New Filter Puts Adult Sites at 250,000

An Orange, Calif. software manufacturer claimed its new filter will keep Internet surfers from landing on more than 250,000 pornographic and sexually explicit server addresses stored in its ever-expanding database.\n Log-On Data Corp. (www.xstop.com), which makes X-Stop, said its filter is the only way a parent, teacher, librarian or business owner can keep up with the growing number of adult entertainment sites on the Internet. George Shih, company president, said he is "saddened that pornographic content continues to be a serious problem, both in volume and ease of access."\n At the company's Web site, the software is offered for $39.95. The company said it has taken two years using a custom search array to track down all the Web and Internet provider addresses on which porn lurks. After the custom search, called MudCrawler, identifies a site based on several criteria, an employee of the company verifies it to be sure it should be blocked. There is a patent pending on the search array technology.\n "We have to manually check the MudCrawler matches," Shih said. "But checking 2,000 to 5,000 new sites a day that have a pretty good chance of being sexually explicit is much more effective than slowly plowing through Web directories." From those checked, the company typically adds 300 to 500 sites a day to the list it will filter.
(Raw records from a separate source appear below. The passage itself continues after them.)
//! Scratch storage for backups and unique temp names.
//!
//! Every name is `<prefix><token>[.<ext>]` where `token` is a short random
//! string. Names are probed against the file system and regenerated on
//! collision, so a returned path never exists at the time it is handed out.

use crate::error::Result;

use std::ffi::OsStr;
use std::fs;
use std::io;
use std::path::{Path, PathBuf};
use std::time::{Duration, SystemTime};
use uuid::Uuid;

const TOKEN_LEN: usize = 12;
const DEFAULT_TEMP_EXTENSION: &str = "tmp";

/// Directory that holds backup copies for one [`FileManager`](crate::FileManager).
#[derive(Debug, Clone, PartialEq, Eq)]
pub struct TempStore {
    root: PathBuf,
    prefix: Option<String>,
}

impl TempStore {
    pub fn new(root: impl Into<PathBuf>, prefix: Option<String>) -> Self {
        Self {
            root: root.into(),
            prefix,
        }
    }

    pub fn root(&self) -> &Path {
        &self.root
    }

    /// Creates the scratch directory if it is missing.
    pub fn ensure_root(&self) -> Result<()> {
        fs::create_dir_all(&self.root)?;
        Ok(())
    }

    /// Allocates a backup path for `original`, keeping its extension.
    pub fn backup_path_for(&self, original: &Path) -> Result<PathBuf> {
        self.ensure_root()?;
        Ok(unique_path(
            &self.root,
            self.prefix.as_deref(),
            original.extension(),
        ))
    }

    /// Allocates a path for a directory tree backup.
    pub fn backup_dir_path(&self) -> Result<PathBuf> {
        self.ensure_root()?;
        Ok(unique_path(&self.root, self.prefix.as_deref(), None))
    }

    /// Lists entries in the scratch directory last modified at least
    /// `min_age` ago. A missing scratch directory yields an empty list.
    pub fn orphans(&self, min_age: Duration) -> Result<Vec<PathBuf>> {
        let entries = match fs::read_dir(&self.root) {
            Ok(entries) => entries,
            Err(e) if e.kind() == io::ErrorKind::NotFound => return Ok(Vec::new()),
            Err(e) => return Err(e.into()),
        };

        let now = SystemTime::now();
        let mut found = Vec::new();
        for entry in entries {
            let entry = entry?;
            let modified = entry.metadata()?.modified()?;
            let age = now.duration_since(modified).unwrap_or(Duration::ZERO);
            if age >= min_age {
                found.push(entry.path());
            }
        }
        found.sort();
        Ok(found)
    }
}

/// Allocates an unused file name under `parent` (or the system temp
/// directory). Never under a scratch root, which `sweep` empties.
///
/// `extension` may carry a leading dot. Defaults to `tmp`.
pub fn temp_file_name(parent: Option<&Path>, extension: Option<&str>) -> Result<PathBuf> {
    let parent = parent
        .map(Path::to_path_buf)
        .unwrap_or_else(std::env::temp_dir);
    fs::create_dir_all(&parent)?;

    let ext = extension
        .map(|e| e.trim_start_matches('.'))
        .filter(|e| !e.is_empty())
        .unwrap_or(DEFAULT_TEMP_EXTENSION);
    Ok(unique_path(&parent, None, Some(OsStr::new(ext))))
}

/// Creates a fresh directory under `parent` (or the system temp directory).
pub fn create_temp_directory(parent: Option<&Path>, prefix: Option<&str>) -> Result<PathBuf> {
    let parent = parent
        .map(Path::to_path_buf)
        .unwrap_or_else(std::env::temp_dir);
    fs::create_dir_all(&parent)?;

    loop {
        let candidate = unique_path(&parent, prefix, None);
        match fs::create_dir(&candidate) {
            Ok(()) => {
                log::debug!("Created temp directory: {}", candidate.display());
                return Ok(candidate);
            }
            // Lost a race with another allocator; draw again.
            Err(e) if e.kind() == io::ErrorKind::AlreadyExists => continue,
            Err(e) => return Err(e.into()),
        }
    }
}

/// Short random token used in every generated name.
pub fn random_token() -> String {
    let mut token = Uuid::new_v4().simple().to_string();
    token.truncate(TOKEN_LEN);
    token
}

fn unique_path(dir: &Path, prefix: Option<&str>, extension: Option<&OsStr>) -> PathBuf {
    loop {
        let mut name = format!("{}{}", prefix.unwrap_or(""), random_token());
        if let Some(ext) = extension.filter(|e| !e.is_empty()) {
            name.push('.');
            name.push_str(&ext.to_string_lossy());
        }
        let candidate = dir.join(name);
        if fs::symlink_metadata(&candidate).is_err() {
            return candidate;
        }
    }
}

#[cfg(test)]
mod tests {
    use super::*;
    use std::collections::HashSet;
    use tempfile::TempDir;

    #[test]
    fn test_random_token_shape() {
        let token = random_token();
        assert_eq!(token.len(), TOKEN_LEN);
        assert!(token.chars().all(|c| c.is_ascii_hexdigit()));
    }

    #[test]
    fn test_backup_path_keeps_extension_and_prefix() {
        let temp = TempDir::new().unwrap();
        let store = TempStore::new(temp.path().join("scratch"), Some("bk_".to_string()));

        let backup = store.backup_path_for(Path::new("/some/dir/report.csv")).unwrap();

        assert!(store.root().is_dir());
        assert_eq!(backup.parent().unwrap(), store.root());
        assert_eq!(backup.extension().unwrap(), "csv");
        let name = backup.file_name().unwrap().to_string_lossy().into_owned();
        assert!(name.starts_with("bk_"));
        assert!(!backup.exists());
    }

    #[test]
    fn test_backup_path_without_extension() {
        let temp = TempDir::new().unwrap();
        let store = TempStore::new(temp.path(), None);

        let backup = store.backup_path_for(Path::new("Makefile")).unwrap();

        assert!(backup.extension().is_none());
    }

    #[test]
    fn test_temp_file_name_extension_handling() {
        let temp = TempDir::new().unwrap();
        let dir = Some(temp.path());

        assert_eq!(temp_file_name(dir, None).unwrap().extension().unwrap(), "tmp");
        assert_eq!(
            temp_file_name(dir, Some(".log")).unwrap().extension().unwrap(),
            "log"
        );
        assert_eq!(
            temp_file_name(dir, Some("json")).unwrap().extension().unwrap(),
            "json"
        );
    }

    #[test]
    fn test_temp_file_name_defaults_to_system_temp() {
        let name = temp_file_name(None, Some("dat")).unwrap();

        assert_eq!(name.parent().unwrap(), std::env::temp_dir());
        assert!(!name.exists());
    }

    #[test]
    fn test_names_are_unique() {
        let temp = TempDir::new().unwrap();

        let names: HashSet<_> = (0..200)
            .map(|_| temp_file_name(Some(temp.path()), None).unwrap())
            .collect();

        assert_eq!(names.len(), 200);
    }

    #[test]
    fn test_create_temp_directory() {
        let temp = TempDir::new().unwrap();

        let dir = create_temp_directory(Some(temp.path()), Some("work-")).unwrap();

        assert!(dir.is_dir());
        assert_eq!(dir.parent().unwrap(), temp.path());
        assert!(dir.file_name().unwrap().to_string_lossy().starts_with("work-"));
    }

    #[test]
    fn test_orphans_missing_root_is_empty() {
        let temp = TempDir::new().unwrap();
        let store = TempStore::new(temp.path().join("never-created"), None);

        assert!(store.orphans(Duration::ZERO).unwrap().is_empty());
    }

    #[test]
    fn test_orphans_respects_min_age() {
        let temp = TempDir::new().unwrap();
        let store = TempStore::new(temp.path(), None);
        fs::write(temp.path().join("a.bak"), "x").unwrap();

        assert_eq!(store.orphans(Duration::ZERO).unwrap().len(), 1);
        assert!(store.orphans(Duration::from_secs(3600)).unwrap().is_empty());
    }
}
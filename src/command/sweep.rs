use crate::config::default_scratch_dir;
use crate::error::Result;
use crate::fs::TempStore;
use crate::fs::action::remove_backup;
use clap::Parser;
use colored::Colorize;
use std::path::PathBuf;
use std::time::Duration;

/// Backups are only orphaned once the process that made them is gone, so
/// only sweep while no transaction that uses this scratch directory is live.
#[derive(Parser, Debug, Clone)]
pub struct SweepArgs {
    /// Directory holding backup copies
    #[arg(long, value_name = "DIR", env = "TXFILE_SCRATCH_DIR")]
    pub scratch_dir: Option<PathBuf>,

    /// Only remove entries at least this many seconds old
    #[arg(long, value_name = "SECS", default_value_t = 0)]
    pub min_age: u64,

    /// List what would be removed without deleting anything
    #[arg(long, short = 'n')]
    pub dry_run: bool,
}

pub fn execute(args: SweepArgs) -> Result<()> {
    let root = args.scratch_dir.clone().unwrap_or_else(default_scratch_dir);
    let store = TempStore::new(root, None);
    let orphans = store.orphans(Duration::from_secs(args.min_age))?;

    if orphans.is_empty() {
        println!("{}", "No orphaned backups".yellow());
        return Ok(());
    }

    if args.dry_run {
        println!("{}", "DRY RUN - No files will be removed".yellow().bold());
        for path in &orphans {
            println!("   • {}", path.display().to_string().dimmed());
        }
        println!(
            "\n{} {} would be removed. Run without {} to apply.",
            orphans.len().to_string().cyan().bold(),
            if orphans.len() == 1 { "entry" } else { "entries" },
            "--dry-run".cyan()
        );
        return Ok(());
    }

    let mut removed = 0;
    let mut failed = 0;
    for path in &orphans {
        match remove_backup(path) {
            Ok(()) => {
                removed += 1;
                println!("   {} {}", "✓".green(), path.display().to_string().dimmed());
            }
            Err(e) => {
                failed += 1;
                log::warn!("Could not remove {}: {}", path.display(), e);
                println!("   {} {}", "✗".red(), path.display());
            }
        }
    }

    println!(
        "\n{} Removed {} of {} orphaned backups",
        "✓".green().bold(),
        removed,
        orphans.len()
    );
    if failed > 0 {
        println!("{} {} could not be removed", "!".yellow().bold(), failed);
    }
    Ok(())
}
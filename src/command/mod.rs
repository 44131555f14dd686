pub mod apply;
pub mod sweep;

use clap::Subcommand;

#[derive(Subcommand)]
pub enum Command {
    /// Run a TOML plan of file operations as one transaction.
    Apply(apply::ApplyArgs),

    /// Remove orphaned backups from the scratch directory.
    Sweep(sweep::SweepArgs),
}
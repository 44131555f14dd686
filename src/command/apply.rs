use crate::config::{Config, default_scratch_dir};
use crate::error::Result;
use crate::manager::FileManager;
use crate::plan::{Plan, Step};
use crate::txn::TransactionScope;
use clap::Parser;
use colored::Colorize;
use std::path::{Path, PathBuf};

#[derive(Parser, Debug, Clone)]
pub struct ApplyArgs {
    /// Path to the TOML plan
    pub plan: PathBuf,

    /// Directory that relative plan paths resolve against (defaults to the plan's directory)
    #[arg(long, value_name = "DIR")]
    pub root: Option<PathBuf>,

    /// Run every step, then roll all of them back
    #[arg(long)]
    pub abort: bool,

    /// Run steps directly; nothing can be rolled back
    #[arg(long, conflicts_with = "abort")]
    pub no_transaction: bool,

    /// Keep undoing the remaining steps when one of them fails to roll back
    #[arg(long)]
    pub ignore_rollback_errors: bool,

    /// Directory for backup copies
    #[arg(long, value_name = "DIR", env = "TXFILE_SCRATCH_DIR")]
    pub scratch_dir: Option<PathBuf>,

    /// Label prepended to backup file names
    #[arg(long, value_name = "PREFIX")]
    pub backup_prefix: Option<String>,
}

impl ApplyArgs {
    /// Root for relative plan paths.
    pub fn resolve_root(&self) -> PathBuf {
        self.root.clone().unwrap_or_else(|| {
            self.plan
                .parent()
                .filter(|p| !p.as_os_str().is_empty())
                .map(Path::to_path_buf)
                .unwrap_or_else(|| PathBuf::from("."))
        })
    }

    pub fn config(&self) -> Config {
        let mut config = Config::default()
            .with_transactions_enabled(!self.no_transaction)
            .with_ignore_rollback_errors(self.ignore_rollback_errors)
            .with_scratch_dir(self.scratch_dir.clone().unwrap_or_else(default_scratch_dir));
        if let Some(prefix) = &self.backup_prefix {
            config = config.with_backup_prefix(prefix.clone());
        }
        config
    }
}

#[derive(Debug, Clone, Copy, PartialEq, Eq)]
enum Outcome {
    Committed,
    RolledBack,
    Direct,
}

pub fn execute(args: ApplyArgs) -> Result<()> {
    let root = args.resolve_root();
    log::debug!("Plan root: {}", root.display());

    let plan = Plan::load(&args.plan, &root)?;
    if plan.is_empty() {
        println!("\n{}", "No operations in plan".yellow());
        return Ok(());
    }

    let files = FileManager::with_config(args.config());
    log::debug!("Scratch directory: {}", files.scratch_dir().display());

    if args.no_transaction {
        plan.apply(&files)?;
        print_summary(&plan, &root, Outcome::Direct);
        return Ok(());
    }

    let scope = TransactionScope::begin();

    if let Err(e) = plan.apply(&files) {
        eprintln!("{} {}", "Error:".red().bold(), e);
        eprintln!("{}", "Rolling back changes...".yellow().bold());
        match scope.rollback() {
            Ok(()) => eprintln!("{}", "✓ Rollback successful.".green()),
            Err(rollback_err) => {
                eprintln!("{} {}", "✗ Rollback failed:".red().bold(), rollback_err);
            }
        }
        return Err(e);
    }

    if args.abort {
        scope.rollback()?;
        print_summary(&plan, &root, Outcome::RolledBack);
    } else {
        scope.commit()?;
        print_summary(&plan, &root, Outcome::Committed);
    }

    Ok(())
}

/// Prints the plan grouped by kind of change, paths relative to `root`.
fn print_summary(plan: &Plan, root: &Path, outcome: Outcome) {
    let display_path = |path: &Path| -> String {
        let relative = pathdiff::diff_paths(path, root).unwrap_or_else(|| path.to_path_buf());
        relative.to_string_lossy().replace('\\', "/")
    };

    let mut writes = Vec::new();
    let mut relocations = Vec::new();
    let mut directories = Vec::new();
    let mut deletions = Vec::new();
    let mut snapshots = Vec::new();

    for step in plan.steps() {
        match step {
            Step::AppendText { path, .. } | Step::WriteText { path, .. } => {
                writes.push(display_path(path));
            }
            Step::Copy { from, to, .. } | Step::Move { from, to } => {
                relocations.push((display_path(from), display_path(to)));
            }
            Step::CreateDirectory { path } => directories.push(display_path(path)),
            Step::Delete { path } | Step::DeleteDirectory { path } => {
                deletions.push(display_path(path));
            }
            Step::Snapshot { path } => snapshots.push(display_path(path)),
        }
    }

    match outcome {
        Outcome::Committed => println!("\n{}", "Changes committed:".green().bold()),
        Outcome::RolledBack => println!("\n{}", "ABORTED - all changes rolled back".yellow().bold()),
        Outcome::Direct => println!("\n{}", "Changes applied (no transaction):".green().bold()),
    }

    let mark = || {
        if outcome == Outcome::RolledBack {
            "↺".yellow().to_string()
        } else {
            "✓".green().to_string()
        }
    };

    print_group("📁", "Directories", &directories, 5, &mark);
    print_group("📝", "Written", &writes, 8, &mark);
    print_group("🗑", "Deleted", &deletions, 5, &mark);
    print_group("📸", "Snapshots", &snapshots, 5, &mark);

    if !relocations.is_empty() {
        println!("\n{} Copied / moved", "🔀".bold());
        for (from, to) in &relocations {
            println!("   {} {} → {}", mark(), from.dimmed(), to.green());
        }
    }

    println!();
    let total = plan.len();
    match outcome {
        Outcome::RolledBack => println!(
            "{} {} operation{} undone",
            "↺".yellow().bold(),
            total.to_string().cyan().bold(),
            if total == 1 { "" } else { "s" }
        ),
        _ => println!(
            "{} Successfully completed {} operation{}",
            "✓".green().bold(),
            total,
            if total == 1 { "" } else { "s" }
        ),
    }
}

fn print_group(icon: &str, title: &str, paths: &[String], limit: usize, mark: &dyn Fn() -> String) {
    if paths.is_empty() {
        return;
    }

    println!(
        "\n{} {} ({} path{})",
        icon.bold(),
        title,
        paths.len(),
        if paths.len() == 1 { "" } else { "s" }
    );
    for path in paths.iter().take(limit) {
        println!("   {} {}", mark(), path.dimmed());
    }
    if paths.len() > limit {
        println!("   {} {} more...", mark(), paths.len() - limit);
    }
}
In many cases, the content of more than one site may be identical with the content of another but the address is different.\n The best proof of MudCrawler's effectiveness is the number of addresses it finds that leads to a single site, Shih said.\n "We've found 14 percent more sexually explicit content online from January to June of this year, as opposed to last," the Log-On Data executive said. "Imagine anyone trying to catch all the new sites without a MudCrawler. You just can't do it."